Re: [PATCH 14/18] writeback: make writeback_control.nr_to_writestraight

From: Wu Fengguang
Date: Fri May 20 2011 - 03:15:27 EST


On Fri, May 20, 2011 at 02:52:07PM +0800, Dave Chinner wrote:
> On Fri, May 20, 2011 at 12:07:40PM +0800, Wu Fengguang wrote:
> > On Fri, May 20, 2011 at 07:29:10AM +0800, Dave Chinner wrote:
> > > On Fri, May 20, 2011 at 06:06:44AM +0800, Wu Fengguang wrote:
> > > > : writeback_single_inode(inode, wb, &wbc);
> > > > : work->nr_pages -= write_chunk - wbc.nr_to_write;
> > > > : wrote += write_chunk - wbc.nr_to_write;
> > > > : if (wbc.pages_skipped) {
> > > > : /*
> > > > : * writeback is not making progress due to locked
> > > > : * buffers. Skip this inode for now.
> > > > : */
> > > > : redirty_tail(inode, wb);
> > > > : - }
> > > > : + } else if (!(inode->i_state & I_DIRTY))
> > > > : + wrote++;
> > > >
> > > > It looks a bit more clean to do
> > > >
> > > > : wrote += write_chunk - wbc.nr_to_write;
> > > > : + if (!(inode->i_state & I_DIRTY))
> > > > : + wrote++;
> > > > : if (wbc.pages_skipped) {
> > > > : /*
> > > > : * writeback is not making progress due to locked
> > > > : * buffers.
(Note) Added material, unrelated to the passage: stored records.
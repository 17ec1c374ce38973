//! Node.js syntax check backend.
//!
//! Runs `node --check <file>` on a temporary `.js` file. Any runtime with a
//! compatible "check only" flag can be configured instead (e.g. `deno check`).

use std::io::Write;
use std::process::{Command, Stdio};
use std::time::Duration;

use tracing::debug;

use super::process::{command_exists, wait_with_timeout};
use super::{ValidationError, Validator};
use crate::config::ValidatorConfig;

/// Validator that shells out to a JavaScript runtime.
#[derive(Debug, Clone)]
pub struct NodeValidator {
    command: String,
    args: Vec<String>,
    timeout: Duration,
}

impl NodeValidator {
    /// Default `node --check` with a 10 second timeout.
    pub fn new() -> Self {
        Self::from_config(&ValidatorConfig::default())
    }

    pub fn from_config(config: &ValidatorConfig) -> Self {
        Self {
            command: config.command.clone(),
            args: config.args.clone(),
            timeout: Duration::from_secs(config.timeout_secs),
        }
    }

    /// Command line that will be run for a given script path (for logging).
    pub fn command_line(&self, script: &str) -> String {
        let mut parts = vec![self.command.clone()];
        parts.extend(self.args.iter().cloned());
        parts.push(script.to_string());
        parts.join(" ")
    }

    fn write_script(code: &str) -> std::io::Result<tempfile::NamedTempFile> {
        let mut file = tempfile::Builder::new()
            .prefix("minifylet-")
            .suffix(".js")
            .tempfile()?;
        file.write_all(code.as_bytes())?;
        file.flush()?;
        Ok(file)
    }
}

impl Validator for NodeValidator {
    fn name(&self) -> &str {
        &self.command
    }

    fn is_available(&self) -> bool {
        command_exists(&self.command)
    }

    fn check(&self, code: &str) -> Result<(), ValidationError> {
        if !self.is_available() {
            return Err(ValidationError::Unavailable {
                command: self.command.clone(),
            });
        }

        // Removed when `script` is dropped
        let script = Self::write_script(code)?;
        let script_path = script.path().to_string_lossy().to_string();
        debug!("Running {}", self.command_line(&script_path));

        let spawned = Command::new(&self.command)
            .args(&self.args)
            .arg(script.path())
            .stdin(Stdio::null())
            .stdout(Stdio::piped())
            .stderr(Stdio::piped())
            .spawn();

        let mut child = match spawned {
            Ok(child) => child,
            Err(e) if e.kind() == std::io::ErrorKind::NotFound => {
                return Err(ValidationError::Unavailable {
                    command: self.command.clone(),
                });
            }
            Err(e) => return Err(ValidationError::Io(e)),
        };

        let output = match wait_with_timeout(&mut child, self.timeout) {
            Ok(output) => output,
            Err(e) if e.kind() == std::io::ErrorKind::TimedOut => {
                return Err(ValidationError::Timeout(self.timeout));
            }
            Err(e) => return Err(ValidationError::Io(e)),
        };

        if output.status.success() {
            return Ok(());
        }

        let stderr = String::from_utf8_lossy(&output.stderr);
        let diagnostic = if stderr.trim().is_empty() {
            format!("{} exited with code {}", self.command, exit_code(&output))
        } else {
            stderr.trim().replace(&script_path, "<bookmarklet>")
        };
        Err(ValidationError::Rejected { diagnostic })
    }
}

impl Default for NodeValidator {
    fn default() -> Self {
        Self::new()
    }
}

fn exit_code(output: &std::process::Output) -> i32 {
    output.status.code().unwrap_or(-1)
}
Skip this inode for now.
> > > > : */
> > > > : redirty_tail(inode, wb);
> > > > : }
> > >
> > > But it's still in the wrong place - such post-write inode dirty
> > > processing is supposed to be isolated to writeback_single_inode().
> > > Spreading it across multiple locations is not, IMO, the nicest thing
> > > to do...
> >
> > Strictly speaking, it's post inspecting :)
> >
> > It does look reasonable and safe to move the pages_skipped post
> > processing into writeback_single_inode(). See the below patch.
>
> <sigh>
>
> That's not what I was referring to. The wbc.pages_skipped check is
> fine where it is.
>
> >
> > When doing this chunk,
> >
> > - if (wbc->nr_to_write <= 0) {
> > + if (wbc->nr_to_write <= 0 && wbc->pages_skipped == 0) {
> >
> > I wonder in general sense (without knowing enough FS internals)
> > whether ->pages_skipped is that useful: if some locked buffer is
> > blocking all subsequent pages, then ->nr_to_write won't be able to
> > drop to zero. So the (wbc->pages_skipped == 0) test seems redundant..
> >
> > Thanks,
> > Fengguang
> > ---
> > Subject: writeback: move pages_skipped post processing into writeback_single_inode()
> > Date: Fri May 20 11:42:42 CST 2011
> >
> > It's more logical to isolate post-write processings in writeback_single_inode().
> >
> > Note that it slightly changes behavior for write_inode_now() and sync_inode(),
> > which used to ignore pages_skipped.
> >
> > Proposed-by: Dave Chinner <david@xxxxxxxxxxxxx>
>
> No, I didn't propose the change you've made in this patch. I've been
> asking you to fix the original patch, not proposing new changes to
> some other code. Please don't add my name to random tags in patches
> without asking me first.

OK, sorry, I'll keep that in mind in future.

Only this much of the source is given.